The report examines how the Affordable Care Act will provide tax credits and subsidies through new health insurance marketplaces to make health coverage more affordable for many Americans. The report summarizes these provisions, how they will work and their importance to rural Americans.

"As individuals and families begin to make decisions on what to purchase in health insurance marketplaces, it is important for them to realize that cost-sharing assistance exists and what it means to their circumstances," Bailey said. "It is also incumbent on those making comparisons between current health plans and marketplace health plans to include cost-sharing assistance in comparisons and the positive role it can have for individuals and families."

According to Bailey, a major calculation for many as they begin to research and purchase insurance through the health insurance marketplaces will be the cost — the amount in premiums individuals and families must pay for their choice of coverage (Table).

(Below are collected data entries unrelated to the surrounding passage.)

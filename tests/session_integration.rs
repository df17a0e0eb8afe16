// SPDX-License-Identifier: MPL-2.0
//! End-to-end preview sessions against recording capabilities.

use std::path::PathBuf;

use preview_player::application::TouchPhase;
use preview_player::config::defaults::{READY_CONTROLS_WINDOW, TAP_CONTROLS_WINDOW};
use preview_player::domain::{
    AccountContext, Failure, MediaFile, PlayableLocation, PlaybackOutcome, PlaybackRequest,
};
use preview_player::session::{ControllerState, SessionSettings};
use preview_player::test_utils::{Call, Harness};

fn downloaded() -> PlaybackRequest {
    PlaybackRequest::new(
        MediaFile::downloaded("/Movies/holiday.mp4", "/storage/holiday.mp4"),
        None,
    )
}

#[test]
fn local_file_plays_to_completion() {
    let harness = Harness::default();
    let mut controller = harness.controller(SessionSettings::default());

    controller.open(Some(&downloaded()));
    assert_eq!(controller.state(), ControllerState::Loading);

    harness.surface.emit_ready();
    controller.pump();
    assert_eq!(controller.state(), ControllerState::Playing);

    harness.surface.emit_finished();
    controller.pump();

    assert_eq!(
        harness.calls(),
        vec![
            Call::SetListener,
            Call::Bind,
            Call::KeepDisplayAwake(true),
            Call::Load(PlayableLocation::Local(PathBuf::from(
                "/storage/holiday.mp4"
            ))),
            Call::Start,
            Call::Show(READY_CONTROLS_WINDOW),
            Call::KeepDisplayAwake(false),
        ]
    );
    assert_eq!(controller.state(), ControllerState::Terminated);
    assert_eq!(controller.outcome(), Some(PlaybackOutcome::Normal));
    assert_eq!(harness.completions(), 1);
    assert!(harness.dialog.shown().is_empty());
    assert_eq!(harness.remote.calls(), 0);
}

#[test]
fn remote_file_without_account_shows_no_account_modal() {
    let harness = Harness::default();
    let mut controller = harness.controller(SessionSettings::default());

    controller.open(Some(&PlaybackRequest::new(
        MediaFile::remote("/Movies/holiday.mp4"),
        None,
    )));

    assert_eq!(
        controller.state(),
        ControllerState::Failed(Failure::SourceUnavailable)
    );
    assert_eq!(harness.count(|c| matches!(c, Call::Load(_))), 0);
    assert_eq!(
        harness.dialog.shown(),
        vec![("no account".to_string(), "OK".to_string())]
    );

    assert!(harness.dialog.press());
    controller.pump();

    assert!(controller.is_complete());
    assert_eq!(controller.outcome(), Some(PlaybackOutcome::SourceUnavailable));
    assert_eq!(harness.completions(), 1);
}

#[test]
fn absent_request_shows_nothing_to_play_modal() {
    let harness = Harness::default();
    let mut controller = harness.controller(SessionSettings::default());

    controller.open(None);

    assert_eq!(
        controller.state(),
        ControllerState::Failed(Failure::NothingToPlay)
    );
    assert_eq!(
        harness.dialog.shown(),
        vec![("nothing to play".to_string(), "OK".to_string())]
    );

    harness.dialog.press();
    controller.pump();
    assert_eq!(controller.outcome(), Some(PlaybackOutcome::NothingToPlay));
    assert_eq!(harness.completions(), 1);
}

#[test]
fn remote_file_streams_from_account_endpoint() {
    let harness = Harness::default();
    let mut controller = harness.controller(SessionSettings::default());
    let account = AccountContext::new("bob@cloud", "https://cloud.example.org");

    controller.open(Some(&PlaybackRequest::new(
        MediaFile::remote("/Movies/holiday.mp4"),
        Some(account.clone()),
    )));

    let expected = PlayableLocation::Remote(format!("{}/Movies/holiday.mp4", account.endpoint()));
    assert_eq!(harness.count(|c| *c == Call::Load(expected.clone())), 1);
    assert_eq!(harness.remote.calls(), 1);
}

#[test]
fn playback_error_is_acknowledged_once() {
    let harness = Harness::default();
    let mut controller = harness.controller(SessionSettings::default());
    controller.open(Some(&downloaded()));
    harness.surface.emit_ready();
    harness.surface.emit_error(1, -1007);
    controller.pump();

    let calls = harness.calls();
    let hide = calls.iter().position(|c| *c == Call::Hide);
    let modal = calls.iter().position(|c| *c == Call::Modal);
    assert!(hide.is_some() && modal.is_some() && hide < modal);

    harness.dialog.press();
    harness.dialog.press();
    controller.pump();
    assert_eq!(harness.completions(), 1);
    assert_eq!(
        controller.outcome(),
        Some(PlaybackOutcome::PlaybackError {
            what: 1,
            extra: -1007
        })
    );
}

#[test]
fn late_signals_after_termination_change_nothing() {
    let harness = Harness::default();
    let mut controller = harness.controller(SessionSettings::default());
    controller.open(Some(&downloaded()));
    harness.surface.emit_finished();
    controller.pump();
    let before = harness.calls();

    harness.surface.emit_ready();
    harness.surface.emit_error(100, 0);
    harness.surface.emit_finished();
    controller.pump();

    assert_eq!(harness.calls(), before);
    assert_eq!(controller.state(), ControllerState::Terminated);
    assert_eq!(harness.completions(), 1);
}

#[test]
fn taps_only_reach_overlay_while_playing() {
    let harness = Harness::default();
    let mut controller = harness.controller(SessionSettings::default());
    controller.open(Some(&downloaded()));

    controller.on_touch(TouchPhase::Down);
    assert_eq!(harness.count(|c| matches!(c, Call::Show(_))), 0);

    harness.surface.emit_ready();
    controller.pump();
    assert!(controller.on_touch(TouchPhase::Down));
    assert!(!controller.on_touch(TouchPhase::Cancel));

    assert_eq!(harness.count(|c| *c == Call::Show(TAP_CONTROLS_WINDOW)), 1);
    assert!(TAP_CONTROLS_WINDOW < READY_CONTROLS_WINDOW);
}

#[test]
fn taps_through_the_queue_are_processed_in_order() {
    let harness = Harness::default();
    let mut controller = harness.controller(SessionSettings::default());
    controller.open(Some(&downloaded()));

    harness.surface.emit_ready();
    harness.surface.emit_tap(TouchPhase::Down);
    harness.surface.emit_finished();
    assert_eq!(controller.pump(), 3);

    let shows: Vec<Call> = harness
        .calls()
        .into_iter()
        .filter(|c| matches!(c, Call::Show(_)))
        .collect();
    assert_eq!(
        shows,
        vec![
            Call::Show(READY_CONTROLS_WINDOW),
            Call::Show(TAP_CONTROLS_WINDOW)
        ]
    );
    assert!(controller.is_complete());
}

#[tokio::test]
async fn run_drives_session_to_acknowledged_failure() {
    let harness = Harness::default();
    let mut controller = harness.controller(SessionSettings::default());
    controller.open(None);
    harness.dialog.press();

    assert_eq!(controller.run().await, Some(PlaybackOutcome::NothingToPlay));
    assert_eq!(harness.completions(), 1);
}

However, the Affordable Care Act is making it difficult to make "apples to apples" comparisons because the health plans under the new law are different from what is available now.

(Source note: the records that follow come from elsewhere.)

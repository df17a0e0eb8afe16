// SPDX-License-Identifier: MPL-2.0
//! Playback state machine.
//!
//! A session moves through:
//! - Idle: nothing requested yet
//! - Loading: the surface is preparing the source
//! - Playing: playback started
//! - Failed: the source could not be played; waiting for acknowledgment
//! - Terminated: the session is over
//!
//! [`transition`] is pure. Every call the session makes on its
//! capabilities is returned as an [`Effect`] for the controller to run.

use super::presenter;
use crate::application::{Signal, TouchPhase};
use crate::config::defaults::{READY_CONTROLS_WINDOW, TAP_CONTROLS_WINDOW};
use crate::domain::{Failure, PlayableLocation};
use std::time::Duration;

/// Current mode of a session.
#[derive(Debug, Clone, Copy, PartialEq, Eq, Default)]
pub enum ControllerState {
    #[default]
    Idle,
    Loading,
    Playing,
    Failed(Failure),
    Terminated,
}

impl ControllerState {
    #[must_use]
    pub fn is_terminated(&self) -> bool {
        matches!(self, Self::Terminated)
    }

    #[must_use]
    pub fn failure(&self) -> Option<&Failure> {
        match self {
            Self::Failed(failure) => Some(failure),
            _ => None,
        }
    }

    /// Short name for logs.
    #[must_use]
    pub fn name(&self) -> &'static str {
        match self {
            Self::Idle => "idle",
            Self::Loading => "loading",
            Self::Playing => "playing",
            Self::Failed(_) => "failed",
            Self::Terminated => "terminated",
        }
    }
}

/// A capability call requested by a transition.
#[derive(Debug, Clone, PartialEq, Eq)]
pub enum Effect {
    /// Anchor the controls overlay to the surface.
    BindControls,
    KeepDisplayAwake(bool),
    Load(PlayableLocation),
    Start,
    ShowControls(Duration),
    HideControls,
    /// Show the acknowledgment modal for a failure.
    ShowModal(Failure),
    /// Tell the host the session is over.
    Complete,
}

/// Facts about the outside world sampled just before a transition.
#[derive(Debug, Clone, Copy, PartialEq, Eq)]
pub struct Context {
    pub screen_attached: bool,
    pub controls_visible: bool,
    pub keep_display_awake: bool,
}

/// Result of feeding one signal to the machine.
#[derive(Debug, Clone, PartialEq, Eq)]
pub struct Transition {
    pub state: ControllerState,
    pub effects: Vec<Effect>,
    /// Whether the signal was consumed. Only touch-begin taps count as
    /// handled; other touch phases pass through to the host.
    pub handled: bool,
}

impl Transition {
    fn to(state: ControllerState, effects: Vec<Effect>) -> Self {
        Self {
            state,
            effects,
            handled: true,
        }
    }

    fn ignored(state: ControllerState) -> Self {
        Self {
            state,
            effects: Vec::new(),
            handled: false,
        }
    }
}

/// Computes the next state and the effects to run.
#[must_use]
pub fn transition(state: &ControllerState, signal: Signal, ctx: &Context) -> Transition {
    use ControllerState::{Failed, Idle, Loading, Playing, Terminated};

    match (*state, signal) {
        (Idle, Signal::Opened(Ok(location))) => {
            let mut effects = vec![Effect::BindControls];
            if ctx.keep_display_awake {
                effects.push(Effect::KeepDisplayAwake(true));
            }
            effects.push(Effect::Load(location));
            Transition::to(Loading, effects)
        }
        (Idle, Signal::Opened(Err(failure))) => fail(failure, ctx),

        (Loading, Signal::Ready) => Transition::to(
            Playing,
            vec![Effect::Start, Effect::ShowControls(READY_CONTROLS_WINDOW)],
        ),

        (Loading | Playing, Signal::Finished) => terminate(ctx),

        (Loading | Playing, Signal::Error(error)) => fail(Failure::Playback(error), ctx),

        (Failed(_), Signal::Acknowledge) => terminate(ctx),

        (current, Signal::Tap(phase)) => Transition {
            state: current,
            effects: if phase == TouchPhase::Down && current == Playing {
                vec![Effect::ShowControls(TAP_CONTROLS_WINDOW)]
            } else {
                Vec::new()
            },
            handled: phase == TouchPhase::Down,
        },

        (current, _) => Transition::ignored(current),
    }
}

fn fail(failure: Failure, ctx: &Context) -> Transition {
    Transition::to(
        ControllerState::Failed(failure),
        presenter::present(&failure, ctx.screen_attached, ctx.controls_visible),
    )
}

fn terminate(ctx: &Context) -> Transition {
    let mut effects = Vec::with_capacity(2);
    if ctx.keep_display_awake {
        effects.push(Effect::KeepDisplayAwake(false));
    }
    effects.push(Effect::Complete);
    Transition::to(ControllerState::Terminated, effects)
}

"The affordability of insurance will determine the success of the primary goals of the Affordable Care Act — enrollment in health insurance exchanges to increase insurance coverage and reduce the nation's uninsured," Bailey said.

Bailey further explained that rural Americans are responsible for nearly 22% more of their total health care costs (premiums and out-of-pocket costs) than urban or suburban residents are.

Also, a greater proportion of rural residents struggle with chronic diseases and conditions — arthritis, asthma, heart disease, diabetes, hypertension and mental disorders — than urban residents do but receive fewer regular medical checkups and routine diagnostic tests than they medically and statistically should.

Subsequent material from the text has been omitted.